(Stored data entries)
============================================================

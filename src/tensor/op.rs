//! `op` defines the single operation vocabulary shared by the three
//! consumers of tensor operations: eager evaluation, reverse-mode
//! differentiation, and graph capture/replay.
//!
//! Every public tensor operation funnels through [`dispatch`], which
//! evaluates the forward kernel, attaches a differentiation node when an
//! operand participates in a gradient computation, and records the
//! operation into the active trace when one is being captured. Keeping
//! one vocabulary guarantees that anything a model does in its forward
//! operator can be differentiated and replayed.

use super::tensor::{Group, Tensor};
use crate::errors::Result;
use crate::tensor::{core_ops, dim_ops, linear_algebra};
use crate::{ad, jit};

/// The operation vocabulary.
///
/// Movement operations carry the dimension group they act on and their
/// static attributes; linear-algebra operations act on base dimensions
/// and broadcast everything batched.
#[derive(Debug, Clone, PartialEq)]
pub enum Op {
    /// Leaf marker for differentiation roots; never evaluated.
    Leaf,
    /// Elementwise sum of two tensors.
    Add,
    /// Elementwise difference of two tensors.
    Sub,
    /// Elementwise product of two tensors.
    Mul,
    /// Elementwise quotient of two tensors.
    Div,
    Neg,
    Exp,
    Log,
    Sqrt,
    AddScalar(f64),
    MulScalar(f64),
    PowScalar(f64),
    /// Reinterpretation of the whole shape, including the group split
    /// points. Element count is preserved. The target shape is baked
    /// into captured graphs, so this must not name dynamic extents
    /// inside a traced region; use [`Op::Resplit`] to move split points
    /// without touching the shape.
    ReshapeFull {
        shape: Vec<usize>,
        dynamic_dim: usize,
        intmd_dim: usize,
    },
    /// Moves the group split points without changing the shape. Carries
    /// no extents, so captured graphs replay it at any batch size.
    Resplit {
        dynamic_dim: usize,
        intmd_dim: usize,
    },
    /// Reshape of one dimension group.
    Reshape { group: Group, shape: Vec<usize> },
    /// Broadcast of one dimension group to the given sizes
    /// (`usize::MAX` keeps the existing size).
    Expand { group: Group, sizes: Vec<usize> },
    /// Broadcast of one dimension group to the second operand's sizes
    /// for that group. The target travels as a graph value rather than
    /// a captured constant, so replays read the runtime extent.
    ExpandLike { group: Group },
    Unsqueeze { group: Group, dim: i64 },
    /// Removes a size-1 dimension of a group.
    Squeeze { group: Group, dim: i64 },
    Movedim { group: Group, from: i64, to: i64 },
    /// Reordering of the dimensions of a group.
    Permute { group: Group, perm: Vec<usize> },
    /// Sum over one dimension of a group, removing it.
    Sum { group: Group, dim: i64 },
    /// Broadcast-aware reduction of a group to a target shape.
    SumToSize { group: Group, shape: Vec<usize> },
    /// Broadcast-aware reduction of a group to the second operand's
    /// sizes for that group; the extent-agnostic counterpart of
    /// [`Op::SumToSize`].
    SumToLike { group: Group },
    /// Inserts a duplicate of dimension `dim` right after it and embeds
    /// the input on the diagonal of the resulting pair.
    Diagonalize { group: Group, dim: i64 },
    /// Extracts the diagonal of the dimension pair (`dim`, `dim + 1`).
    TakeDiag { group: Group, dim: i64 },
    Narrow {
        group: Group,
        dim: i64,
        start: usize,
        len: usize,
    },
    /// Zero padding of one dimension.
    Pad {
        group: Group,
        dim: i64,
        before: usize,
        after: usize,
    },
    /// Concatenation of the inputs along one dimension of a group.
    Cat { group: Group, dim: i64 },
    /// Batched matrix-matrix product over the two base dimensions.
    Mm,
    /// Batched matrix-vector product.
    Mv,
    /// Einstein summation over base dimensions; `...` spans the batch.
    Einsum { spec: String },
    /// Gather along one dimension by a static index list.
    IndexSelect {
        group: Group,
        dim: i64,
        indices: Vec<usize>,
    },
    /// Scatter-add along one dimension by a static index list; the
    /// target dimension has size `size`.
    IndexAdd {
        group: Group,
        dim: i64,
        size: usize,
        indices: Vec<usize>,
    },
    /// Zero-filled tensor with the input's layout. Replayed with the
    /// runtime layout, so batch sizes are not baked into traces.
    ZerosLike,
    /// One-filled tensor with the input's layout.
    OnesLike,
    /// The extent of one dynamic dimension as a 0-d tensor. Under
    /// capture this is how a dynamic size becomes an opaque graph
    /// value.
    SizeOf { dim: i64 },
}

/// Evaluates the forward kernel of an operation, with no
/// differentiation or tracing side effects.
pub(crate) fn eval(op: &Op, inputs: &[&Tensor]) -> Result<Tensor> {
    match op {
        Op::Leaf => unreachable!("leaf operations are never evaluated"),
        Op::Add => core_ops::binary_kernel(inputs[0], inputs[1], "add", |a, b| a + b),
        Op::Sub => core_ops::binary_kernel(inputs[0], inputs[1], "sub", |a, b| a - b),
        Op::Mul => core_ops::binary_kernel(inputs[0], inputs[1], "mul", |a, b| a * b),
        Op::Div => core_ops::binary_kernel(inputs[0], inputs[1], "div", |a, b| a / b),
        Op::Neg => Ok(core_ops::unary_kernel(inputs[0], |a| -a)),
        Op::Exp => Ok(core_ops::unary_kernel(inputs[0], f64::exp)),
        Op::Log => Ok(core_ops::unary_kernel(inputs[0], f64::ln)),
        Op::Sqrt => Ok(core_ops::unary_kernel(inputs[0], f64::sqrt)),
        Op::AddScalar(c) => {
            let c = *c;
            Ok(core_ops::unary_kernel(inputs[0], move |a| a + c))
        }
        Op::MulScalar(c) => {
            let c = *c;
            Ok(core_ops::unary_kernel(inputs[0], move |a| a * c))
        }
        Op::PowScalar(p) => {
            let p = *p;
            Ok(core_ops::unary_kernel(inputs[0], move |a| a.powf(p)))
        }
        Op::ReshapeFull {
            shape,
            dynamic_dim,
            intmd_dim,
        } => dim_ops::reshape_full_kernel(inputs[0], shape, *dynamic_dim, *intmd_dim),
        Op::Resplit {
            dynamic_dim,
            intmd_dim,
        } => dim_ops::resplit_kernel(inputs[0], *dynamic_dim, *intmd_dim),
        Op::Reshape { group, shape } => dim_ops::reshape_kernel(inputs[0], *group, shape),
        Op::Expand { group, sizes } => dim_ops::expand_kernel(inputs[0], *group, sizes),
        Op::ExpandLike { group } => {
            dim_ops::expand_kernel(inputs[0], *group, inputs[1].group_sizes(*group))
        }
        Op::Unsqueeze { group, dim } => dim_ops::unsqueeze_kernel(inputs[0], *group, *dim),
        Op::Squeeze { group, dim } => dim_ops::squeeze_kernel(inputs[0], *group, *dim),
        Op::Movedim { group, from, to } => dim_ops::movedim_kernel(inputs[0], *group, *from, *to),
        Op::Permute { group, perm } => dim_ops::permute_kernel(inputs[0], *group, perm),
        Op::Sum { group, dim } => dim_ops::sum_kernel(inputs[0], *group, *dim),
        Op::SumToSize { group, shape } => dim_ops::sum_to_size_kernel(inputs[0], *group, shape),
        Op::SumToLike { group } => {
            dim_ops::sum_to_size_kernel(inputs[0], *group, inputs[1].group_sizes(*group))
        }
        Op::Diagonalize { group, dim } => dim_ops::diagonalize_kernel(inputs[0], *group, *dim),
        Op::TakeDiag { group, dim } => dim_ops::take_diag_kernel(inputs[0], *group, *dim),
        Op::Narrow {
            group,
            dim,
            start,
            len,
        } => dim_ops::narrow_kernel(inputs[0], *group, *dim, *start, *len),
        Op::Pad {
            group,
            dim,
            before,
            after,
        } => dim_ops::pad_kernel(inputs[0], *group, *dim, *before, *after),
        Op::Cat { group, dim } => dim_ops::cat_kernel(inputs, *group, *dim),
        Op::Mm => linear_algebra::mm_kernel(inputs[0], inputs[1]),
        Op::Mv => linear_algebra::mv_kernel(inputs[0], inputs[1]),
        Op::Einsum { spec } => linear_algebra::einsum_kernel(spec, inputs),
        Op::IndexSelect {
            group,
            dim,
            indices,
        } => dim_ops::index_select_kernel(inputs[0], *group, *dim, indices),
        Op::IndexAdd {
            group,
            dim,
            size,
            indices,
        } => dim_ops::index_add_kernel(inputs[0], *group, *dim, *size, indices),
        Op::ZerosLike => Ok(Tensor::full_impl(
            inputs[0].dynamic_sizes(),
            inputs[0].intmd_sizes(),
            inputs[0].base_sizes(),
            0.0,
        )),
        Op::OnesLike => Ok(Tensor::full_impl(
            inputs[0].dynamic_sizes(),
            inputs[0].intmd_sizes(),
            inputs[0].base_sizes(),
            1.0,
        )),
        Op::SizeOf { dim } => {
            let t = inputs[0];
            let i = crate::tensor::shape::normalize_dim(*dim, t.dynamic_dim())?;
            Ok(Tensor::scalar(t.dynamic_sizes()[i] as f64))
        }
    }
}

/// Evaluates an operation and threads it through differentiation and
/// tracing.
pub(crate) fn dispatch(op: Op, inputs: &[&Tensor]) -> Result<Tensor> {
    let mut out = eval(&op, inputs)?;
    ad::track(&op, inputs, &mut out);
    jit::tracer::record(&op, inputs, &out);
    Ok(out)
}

============================================================

Locate the lines above that hold the word "list". Show every one of them.

**SOLUTION TO THE EXERCISE:**
    /// Gather along one dimension by a static index list.
    /// Scatter-add along one dimension by a static index list; the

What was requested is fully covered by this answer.